# Trying a fork paint spray fixture



## retrobuilder (Feb 12, 2018)

I decided to try a new idea to support a fork in position for spray coverage.

The fixture allows someone painting to rotate the fork by using a spare wedge  type handlebar stem.

While it is simple to move around the fork as well during spraying- simply omit the stem.

Basicallythis is use of 1" PVC pipe which has just enough 1" fork clearance. Not shown is the base 
"legs" made by 1- 1 1/2 pipe  and fittings. Thet attach to the Tee..

Low cost and simple..forks can stay put for drying or masking more details.

The pics show the fork rotating by the stem at front to sides..

Cheers..


----------



## rusty.kirkpatrick (Feb 12, 2018)

Clever idea.


----------



## retrobuilder (Feb 12, 2018)

I realize paint smearing on the lower part of steer tube..could happen as it rotates. Will try it..
The main base is like I have done for motorcycle frames..more later..


----------



## Freqman1 (Feb 13, 2018)

Old school way is to put an 8" wood screw into a 4 x 4. Took like 30 seconds and a painting away I went! Also shown is the rest of my high dollar paint set-up and the finished product. V/r Shawn


----------



## retrobuilder (Feb 13, 2018)

Looks like my usual get itt done..I do a lot of primer coating that way and top coating when I do not need to concern much with bottom coverage.

I use a step stool and 5 gallon buckets often, sometimes paint one side and turn over for fiinal coat..works great for semi gloss..

My occasional PVC stands break down for storage..

Excellent work there..including masking.  Cheers..


----------



## retrobuilder (Feb 14, 2018)

Freqman1 said:


> Old school way is to put an 8" wood screw into a 4 x 4. Took like 30 seconds and a painting away I went! Also shown is the rest of my high dollar paint set-up and the finished product. V/r Shawn
> 
> View attachment 754136 View attachment 754137 View attachment 754138 View attachment 754139 View attachment 754140 View attachment 754144




The old school setup of same fixture.... from one painter to another


----------



## vincev (Feb 16, 2018)

Freqman1 said:


> Old school way is to put an 8" wood screw into a 4 x 4. Took like 30 seconds and a painting away I went! Also shown is the rest of my high dollar paint set-up and the finished product. V/r Shawn
> 
> View attachment 754136 View attachment 754137 View attachment 754138 View attachment 754139 View attachment 754140 View attachment 754144



Bike looks great but not so much for your floor! LOL


----------



## retrobuilder (Feb 16, 2018)

vincev said:


> Bike looks great but not so much for your floor!
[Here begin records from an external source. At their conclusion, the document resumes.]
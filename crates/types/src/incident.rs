//! Incidents raised by failed process execution.

use chrono::{DateTime, Utc};
use serde::{Deserialize, Serialize};
use uuid::Uuid;

/// An error or failure recorded against a process instance.
///
/// Served in the Camunda-compatible DTO shape: `incidentType` and
/// `incidentTimestamp` rather than bare `type`/`createdAt`.
#[derive(Debug, Clone, Serialize, Deserialize)]
#[serde(rename_all = "camelCase")]
pub struct Incident {
    pub id: Uuid,
    pub process_instance_id: Uuid,
    /// Incident category (e.g. `"failedJob"`).
    #[serde(default)]
    pub incident_type: String,
    pub message: String,
    pub incident_timestamp: DateTime<Utc>,
    /// Empty string when the incident is not tenant-scoped.
    #[serde(default)]
    pub tenant_id: String,
}

#[cfg(test)]
mod tests {
    use super::*;

    #[test]
    fn incident_deserializes_engine_payload() {
        let json = r#"{
            "id": "3c5e7a9b-1d2f-4b6c-8a0e-2f4a6b8c0d1e",
            "processInstanceId": "1c9a7b3d-0e2f-4c6a-8b1d-3e5f7a9c0b2d",
            "incidentType": "failedJob",
            "message": "service task handler threw",
            "incidentTimestamp": "2026-02-01T12:01:00Z",
            "tenantId": ""
        }"#;
        let incident: Incident = serde_json::from_str(json).expect("deserialize incident");
        assert_eq!(incident.incident_type, "failedJob");
        assert!(incident.message.contains("handler"));
        assert!(incident.tenant_id.is_empty());
    }
}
LOL



Old school would wet the floor down ....the wild flower pic is the best shot..!


----------



## stezell (Feb 17, 2018)

retrobuilder said:


> Old school would wet the floor down ....the wild flower pic is the best shot..!



Plus it also keeps the dust down.


----------



## Freqman1 (Feb 18, 2018)

retrobuilder said:


> Old school would wet the floor down ....the wild flower pic is the best shot..!



I had hosed it down and then squeegeed the floor so I wasn't walking in or dragging my hose through water. I shot most of the black outside--just gotta pick the right day! V/r Shawn


----------



## bikecrazy (Feb 18, 2018)

It’s amazing what you can do with some pcv pipe and a little imagination.


----------



## retrobuilder (Feb 18, 2018)

bikecrazy said:


> It’s amazing what you can do with some pcv pipe and a little imagination.



A steer tube masking PVC pieces..take 1" PVC, cut to 1/4 or more, split across one side...to allow it to spring fit to the steer tube..

Fit will vary with frames brands I imagine..

Yes it can be just as simple to use masking tape and peels out..


----------